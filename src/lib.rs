//! Root crate: the CLI surface (§6), orchestration (archive walker,
//! worker pool, status reporter) and configuration loading that sit on
//! top of `intelparser-core`/`intelparser-detect`/`intelparser-store`.
//!
//! `intelparser-core` has no I/O, `intelparser-detect` is pure CPU-bound
//! scanning, and `intelparser-store` owns every sink's connection state;
//! this crate is the only one that touches the filesystem layout
//! (archives, temp dirs, config files) and wires them together.

pub mod cli;
pub mod config;
pub mod disk;
pub mod driver;
pub mod errors;
pub mod manifest;
pub mod pool;
pub mod status;
pub mod walker;
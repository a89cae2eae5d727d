//! Null sink (§4.8): discards every record. Grounded on the source's
//! `writers.NoneWriter`.

use async_trait::async_trait;
use intelparser_core::model::Document;

use crate::sink::Sink;

#[derive(Default)]
pub struct NullSink;

#[async_trait]
impl Sink for NullSink {
    fn name(&self) -> &str {
        "null"
    }

    async fn write(&self, _document: &Document) -> anyhow::Result<()> {
        Ok(())
    }
}
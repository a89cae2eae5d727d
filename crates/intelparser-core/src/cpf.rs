//! Brazilian CPF (national ID) extraction and checksum validation.
//!
//! Mirrors `internal/tools/cpf.go` from the provider's original tool:
//! an 11-digit number (optionally punctuated `###.###.###-##`) with two
//! trailing check digits computed from weighted sums mod 11.

use std::sync::OnceLock;

use regex::Regex;

fn cpf_regex() -> &'static Regex {
    static RE: OnceLock<Regex> = OnceLock::new();
    RE.get_or_init(|| Regex::new(r"\b(\d{3}[.\-]?\d{3}[.\-]?\d{3}[.\-]?\d{2})\b").unwrap())
}

fn strip_punctuation(cpf: &str) -> String {
    cpf.chars().filter(|c| c.is_ascii_digit()).collect()
}

/// Validates an 11-digit CPF (punctuation already stripped).
pub fn validate_cpf(cpf: &str) -> bool {
    if cpf.len() != 11 || !cpf.bytes().all(|b| b.is_ascii_digit()) {
        return false;
    }

    let digits: Vec<u32> = cpf.bytes().map(|b| (b - b'0') as u32).collect();

    // Reject all-equal-digit CPFs (e.g. "11111111111").
    if digits.iter().all(|&d| d == digits[0]) {
        return false;
    }

    let check_digit = |weights_start: u32, take: usize| -> u32 {
        let sum: u32 = digits[..take]
            .iter()
            .enumerate()
            .map(|(i, d)| d * (weights_start - i as u32))
            .sum();
        let rem = (sum * 10) % 11;
        if rem == 10 { 0 } else { rem }
    };

    let d1 = check_digit(10, 9);
    if d1 != digits[9] {
        return false;
    }

    let d2 = check_digit(11, 10);
    if d2 != digits[10] {
        return false;
    }

    true
}

/// Finds the first CPF-shaped substring of `text` that passes the
/// checksum and returns its cleaned (digits-only) form.
pub fn extract_cpf(text: &str) -> Option<String> {
    let m = cpf_regex().find(text)?;
    let cleaned = strip_punctuation(m.as_str());
    if validate_cpf(&cleaned) {
        Some(cleaned)
    } else {
        None
    }
}
//! Chunked, regex-and-keyword driven detection engine: C1 (rules) through
//! C5 (detector) of the scan pipeline.

pub mod decoder;
pub mod detector;
pub mod postprocess;
pub mod prefilter;
pub mod reader;
pub mod rules;

pub use decoder::{Decoder, DecodeKind, EncodedSegment};
pub use detector::Detector;
pub use prefilter::Prefilter;
pub use reader::{Chunk, ChunkedReader, CHUNK_SIZE, DEFAULT_MAX_TARGET_MEGABYTES, MAX_PEEK_SIZE};
pub use rules::{default_rules, PostProcessorKind, Rule, StopWordSets};
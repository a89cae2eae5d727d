//! JSON-lines sink (§4.8): one document per line, UTF-8, `\n`-terminated.
//! `name`, `email`, and every `domain` field are lower-cased on output;
//! timestamps are RFC-3339 (the default for `chrono`'s `Serialize` impl,
//! used as-is here).

use std::path::Path;
use std::sync::Mutex;

use anyhow::{Context, Result};
use async_trait::async_trait;
use intelparser_core::model::Document;
use serde::Serialize;
use tokio::fs::OpenOptions;
use tokio::io::AsyncWriteExt;

use crate::sink::Sink;

/// On-the-wire projection of [`Document`] with the output-only
/// lower-casing rule applied; avoids mutating the caller's document.
#[derive(Serialize)]
struct JsonLine<'a> {
    provider: &'a str,
    file_path: &'a str,
    name: String,
    leak_date: chrono::DateTime<chrono::Utc>,
    bucket: &'a str,
    media_type: &'a str,
    indexed_at: chrono::DateTime<chrono::Utc>,
    size: u64,
    provider_id: &'a str,
    mime_type: &'a str,
    fingerprint: &'a str,
    failed: bool,
    failed_reason: &'a Option<String>,
    credentials: Vec<JsonCredential<'a>>,
    emails: Vec<JsonEmail<'a>>,
    urls: Vec<JsonUrl<'a>>,
}

#[derive(Serialize)]
struct JsonCredential<'a> {
    rule: &'a str,
    time: Option<chrono::DateTime<chrono::Utc>>,
    user_domain: String,
    username: &'a str,
    password: &'a str,
    cpf: &'a Option<String>,
    has_cpf: bool,
    url: &'a str,
    url_domain: String,
    severity: i32,
    entropy: f32,
    near_text: &'a str,
}

#[derive(Serialize)]
struct JsonEmail<'a> {
    time: Option<chrono::DateTime<chrono::Utc>>,
    domain: String,
    email: String,
    near_text: &'a str,
}

#[derive(Serialize)]
struct JsonUrl<'a> {
    time: Option<chrono::DateTime<chrono::Utc>>,
    domain: String,
    url: &'a str,
    near_text: &'a str,
}

fn project(document: &Document) -> JsonLine<'_> {
    JsonLine {
        provider: &document.provider,
        file_path: &document.virtual_path,
        name: document.display_name.to_lowercase(),
        leak_date: document.leak_date,
        bucket: &document.bucket,
        media_type: &document.media_type,
        indexed_at: document.indexed_at,
        size: document.size,
        provider_id: &document.provider_id,
        mime_type: &document.mime_type,
        fingerprint: &document.fingerprint,
        failed: document.failed,
        failed_reason: &document.failed_reason,
        credentials: document
            .credentials
            .iter()
            .map(|c| JsonCredential {
                rule: &c.rule,
                time: c.time,
                user_domain: c.user_domain.to_lowercase(),
                username: &c.username,
                password: &c.password,
                cpf: &c.cpf,
                has_cpf: c.has_cpf,
                url: &c.url,
                url_domain: c.url_domain.to_lowercase(),
                severity: c.severity,
                entropy: c.entropy,
                near_text: &c.near_text,
            })
            .collect(),
        emails: document
            .emails
            .iter()
            .map(|e| JsonEmail {
                time: e.time,
                domain: e.domain.to_lowercase(),
                email: e.email.to_lowercase(),
                near_text: &e.near_text,
            })
            .collect(),
        urls: document
            .urls
            .iter()
            .map(|u| JsonUrl {
                time: u.time,
                domain: u.host.to_lowercase(),
                url: &u.url,
                near_text: &u.near_text,
            })
            .collect(),
    }
}

/// Reads a JSON-lines file written by [`JsonLinesSink`] back into
/// [`Document`] values, for the `report convert`/`report elastic` replay
/// path. Field names mirror the sink's projection (`file_path` →
/// `virtual_path`, `name` → `display_name`, child `domain` → `host`).
pub fn read_documents(path: impl AsRef<Path>) -> Result<Vec<Document>> {
    use intelparser_core::model::{Credential, Email, Url};
    use serde_json::Value;

    let content = std::fs::read_to_string(path.as_ref())
        .with_context(|| format!("reading JSON-lines source {}", path.as_ref().display()))?;

    let mut documents = Vec::new();
    for line in content.lines().filter(|l| !l.trim().is_empty()) {
        let v: Value = serde_json::from_str(line)?;
        let virtual_path = v["file_path"].as_str().unwrap_or_default().to_string();
        let mut document = Document::new(
            v["provider"].as_str().unwrap_or_default(),
            virtual_path.clone(),
        );
        document.virtual_path = virtual_path;
        document.display_name = v["name"].as_str().unwrap_or_default().to_string();
        document.bucket = v["bucket"].as_str().unwrap_or_default().to_string();
        document.media_type = v["media_type"].as_str().unwrap_or_default().to_string();
        document.provider_id = v["provider_id"].as_str().unwrap_or_default().to_string();
        document.mime_type = v["mime_type"].as_str().unwrap_or_default().to_string();
        document.fingerprint = v["fingerprint"].as_str().unwrap_or_default().to_string();
        document.failed = v["failed"].as_bool().unwrap_or(false);
        document.failed_reason = v["failed_reason"].as_str().map(str::to_string);
        document.size = v["size"].as_u64().unwrap_or(0);
        if let Some(date) = v["leak_date"].as_str() {
            document.leak_date = date
                .parse()
                .unwrap_or(document.leak_date);
        }
        if let Some(date) = v["indexed_at"].as_str() {
            document.indexed_at = date.parse().unwrap_or(document.indexed_at);
        }

        if let Some(arr) = v["credentials"].as_array() {
            for c in arr {
                document.credentials.push(Credential {
                    rule: c["rule"].as_str().unwrap_or_default().to_string(),
                    time: c["time"].as_str().and_then(|s| s.parse().ok()),
                    user_domain: c["user_domain"].as_str().unwrap_or_default().to_string(),
                    username: c["username"].as_str().unwrap_or_default().to_string(),
                    password: c["password"].as_str().unwrap_or_default().to_string(),
                    cpf: c["cpf"].as_str().map(str::to_string),
                    has_cpf: c["has_cpf"].as_bool().unwrap_or(false),
                    url: c["url"].as_str().unwrap_or_default().to_string(),
                    url_domain: c["url_domain"].as_str().unwrap_or_default().to_string(),
                    severity: c["severity"].as_i64().unwrap_or(0) as i32,
                    entropy: c["entropy"].as_f64().unwrap_or(0.0) as f32,
                    near_text: c["near_text"].as_str().unwrap_or_default().to_string(),
                });
            }
        }
        if let Some(arr) = v["emails"].as_array() {
            for e in arr {
                document.emails.push(Email {
                    time: e["time"].as_str().and_then(|s| s.parse().ok()),
                    domain: e["domain"].as_str().unwrap_or_default().to_string(),
                    email: e["email"].as_str().unwrap_or_default().to_string(),
                    near_text: e["near_text"].as_str().unwrap_or_default().to_string(),
                });
            }
        }
        if let Some(arr) = v["urls"].as_array() {
            for u in arr {
                document.urls.push(Url {
                    time: u["time"].as_str().and_then(|s| s.parse().ok()),
                    host: u["domain"].as_str().unwrap_or_default().to_string(),
                    url: u["url"].as_str().unwrap_or_default().to_string(),
                    near_text: u["near_text"].as_str().unwrap_or_default().to_string(),
                });
            }
        }

        documents.push(document);
    }
    Ok(documents)
}

pub struct JsonLinesSink {
    path: std::path::PathBuf,
    lines_written: Mutex<u64>,
}

impl JsonLinesSink {
    pub async fn create(path: impl AsRef<Path>) -> Result<Self> {
        let path = path.as_ref().to_path_buf();
        if let Some(parent) = path.parent() {
            tokio::fs::create_dir_all(parent).await.ok();
        }
        // Truncate any previous contents up front, matching the source's
        // "create a fresh destination file" behavior for a new run.
        OpenOptions::new()
            .create(true)
            .write(true)
            .truncate(true)
            .open(&path)
            .await
            .with_context(|| format!("creating JSON-lines sink at {}", path.display()))?;
        Ok(Self {
            path,
            lines_written: Mutex::new(0),
        })
    }

    /// Whether any document has ever been written. On zero output records,
    /// callers (the CLI's `report convert` path) delete the empty file
    /// (§7 "On no output records, the converter deletes its empty
    /// destination file.").
    pub fn is_empty(&self) -> bool {
        *self.lines_written.lock().unwrap() == 0
    }

    pub fn path(&self) -> &Path {
        &self.path
    }
}

#[async_trait]
impl Sink for JsonLinesSink {
    fn name(&self) -> &str {
        "jsonl"
    }

    async fn write(&self, document: &Document) -> Result<()> {
        let line = serde_json::to_string(&project(document))?;
        let mut file = OpenOptions::new().append(true).open(&self.path).await?;
        file.write_all(line.as_bytes()).await?;
        file.write_all(b"\n").await?;
        *self.lines_written.lock().unwrap() += 1;
        Ok(())
    }
}

#[cfg(test)]
mod tests {
    use super::*;
    use intelparser_core::model::{Credential, Email};

    #[tokio::test]
    async fn writes_one_line_per_document_lower_casing_output_fields() {
        let dir = tempfile::tempdir().unwrap();
        let path = dir.path().join("out.jsonl");
        let sink = JsonLinesSink::create(&path).await.unwrap();

        let mut doc = Document::new("IntelX", "/tmp/x/DUMP.txt");
        doc.display_name = "DUMP.TXT".to_string();
        doc.fingerprint = "abc123".to_string();
        doc.emails.push(Email {
            domain: "ACME.IO".to_string(),
            email: "Alice@ACME.IO".to_string(),
            ..Default::default()
        });
        doc.credentials.push(Credential {
            user_domain: "ACME.IO".to_string(),
            username: "alice".to_string(),
            ..Default::default()
        });
        sink.write(&doc).await.unwrap();
        assert!(!sink.is_empty());

        let content = tokio::fs::read_to_string(&path).await.unwrap();
        assert_eq!(content.lines().count(), 1);
        assert!(content.contains("\"name\":\"dump.txt\""));
        assert!(content.contains("\"domain\":\"acme.io\""));
        assert!(content.contains("\"email\":\"alice@acme.io\""));
        assert!(content.ends_with('\n'));
    }

    #[tokio::test]
    async fn read_documents_round_trips_a_written_line() {
        let dir = tempfile::tempdir().unwrap();
        let path = dir.path().join("out.jsonl");
        let sink = JsonLinesSink::create(&path).await.unwrap();

        let mut doc = Document::new("IntelX", "/tmp/x/dump.txt");
        doc.fingerprint = "abc123".to_string();
        doc.virtual_path = "Archive.zip/dump.txt".to_string();
        doc.emails.push(Email {
            domain: "acme.io".to_string(),
            email: "alice@acme.io".to_string(),
            ..Default::default()
        });
        sink.write(&doc).await.unwrap();

        let documents = read_documents(&path).unwrap();
        assert_eq!(documents.len(), 1);
        assert_eq!(documents[0].fingerprint, "abc123");
        assert_eq!(documents[0].emails[0].email, "alice@acme.io");
    }

    #[tokio::test]
    async fn create_truncates_existing_file() {
        let dir = tempfile::tempdir().unwrap();
        let path = dir.path().join("out.jsonl");
        tokio::fs::write(&path, b"stale\ndata\n").await.unwrap();

        let sink = JsonLinesSink::create(&path).await.unwrap();
        assert!(sink.is_empty());
        let content = tokio::fs::read_to_string(&path).await.unwrap();
        assert!(content.is_empty());
    }
}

What the task asks: Please print verbatim each line from the first line of the entries above to the line that contains "Reject all-equal-digit CPFs", inclusive, and nothing more.

Task result:
filename src/lib.rs
//! Root crate: the CLI surface (§6), orchestration (archive walker,
//! worker pool, status reporter) and configuration loading that sit on
//! top of `intelparser-core`/`intelparser-detect`/`intelparser-store`.
//!
//! `intelparser-core` has no I/O, `intelparser-detect` is pure CPU-bound
//! scanning, and `intelparser-store` owns every sink's connection state;
//! this crate is the only one that touches the filesystem layout
//! (archives, temp dirs, config files) and wires them together.

pub mod cli;
pub mod config;
pub mod disk;
pub mod driver;
pub mod errors;
pub mod manifest;
pub mod pool;
pub mod status;
pub mod walker;
repository a89cae2eae5d727d
//! Null sink (§4.8): discards every record. Grounded on the source's
//! `writers.NoneWriter`.

use async_trait::async_trait;
use intelparser_core::model::Document;

use crate::sink::Sink;

#[derive(Default)]
pub struct NullSink;

#[async_trait]
impl Sink for NullSink {
    fn name(&self) -> &str {
        "null"
    }

    async fn write(&self, _document: &Document) -> anyhow::Result<()> {
        Ok(())
    }
}
repository a89cae2eae5d727d
filename crates/intelparser-core/src/cpf.rs
//! Brazilian CPF (national ID) extraction and checksum validation.
//!
//! Mirrors `internal/tools/cpf.go` from the provider's original tool:
//! an 11-digit number (optionally punctuated `###.###.###-##`) with two
//! trailing check digits computed from weighted sums mod 11.

use std::sync::OnceLock;

use regex::Regex;

fn cpf_regex() -> &'static Regex {
    static RE: OnceLock<Regex> = OnceLock::new();
    RE.get_or_init(|| Regex::new(r"\b(\d{3}[.\-]?\d{3}[.\-]?\d{3}[.\-]?\d{2})\b").unwrap())
}

fn strip_punctuation(cpf: &str) -> String {
    cpf.chars().filter(|c| c.is_ascii_digit()).collect()
}

/// Validates an 11-digit CPF (punctuation already stripped).
pub fn validate_cpf(cpf: &str) -> bool {
    if cpf.len() != 11 || !cpf.bytes().all(|b| b.is_ascii_digit()) {
        return false;
    }

    let digits: Vec<u32> = cpf.bytes().map(|b| (b - b'0') as u32).collect();

    // Reject all-equal-digit CPFs (e.g. "11111111111").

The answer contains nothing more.